Structural transitions in a monolayer of fluorinated amphiphile molecules

Abstract

We present results of an extensive x-ray diffraction study of a monolayer of C10F21CH2COOH spread on water (pH2) at 19.1 °C. Lever-rule analysis of the in-plane scattering is used to show that there is a coexistence region between ordered condensed islands and a dilute disordered phase. The coexistence region is found to be bounded by molecular areas of 29 Å2 and 2000±600 Å2, in agreement with the pressure-area isotherm. The molecular tilt of the ordered phase remains unchanged from closest packing (near collapse of the monolayer) throughout the coexistence region, and has a value of 2±3 degrees with respect to the normal to the liquid surface.

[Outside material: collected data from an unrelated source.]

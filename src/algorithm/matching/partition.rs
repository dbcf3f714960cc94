//! Cohort partitioning
//!
//! Splits a population into treated and control cohorts by exact match on the
//! status label.

use log::info;

use crate::algorithm::matching::types::{Cohorts, Population};
use crate::config::DatasetSchema;

/// Partition a population into treated and control cohorts
///
/// Units whose status is neither label are left out of both cohorts. Input
/// order is kept within each cohort.
#[must_use]
pub fn partition(population: &Population, schema: &DatasetSchema) -> Cohorts {
    let mut cohorts = Cohorts::default();
    let mut excluded = 0usize;

    for unit in population.units() {
        if unit.status == schema.treated_label {
            cohorts.treated.push(unit.clone());
        } else if unit.status == schema.control_label {
            cohorts.control.push(unit.clone());
        } else {
            excluded += 1;
        }
    }

    info!(
        "Partitioned {} units: {} treated, {} control, {} excluded",
        population.len(),
        cohorts.treated.len(),
        cohorts.control.len(),
        excluded
    );

    cohorts
}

These results are contrasted with those for hydrocarbon monolayers in which the onset of order in the coexistence region is close to the condensed phase boundary, and the ordered phase is compressible with a continuously variable tilt angle ranging from 30 to 0 deg at closest packing. The differences are attributed to the enhanced chain stiffness of the fluorinated chain. To illustrate this interpretation, preliminary scattering results are presented for a monolayer of C8F17(CH2)4COOH on water, which has some of the features of the aliphatic lipid monolayers. Recent molecular dynamics simulations have been found to reproduce all the important qualitative features of these systems [S. Shin, N. Collazo, and S. A. Rice, J. Chem. Phys. 96, xxxx (1992)].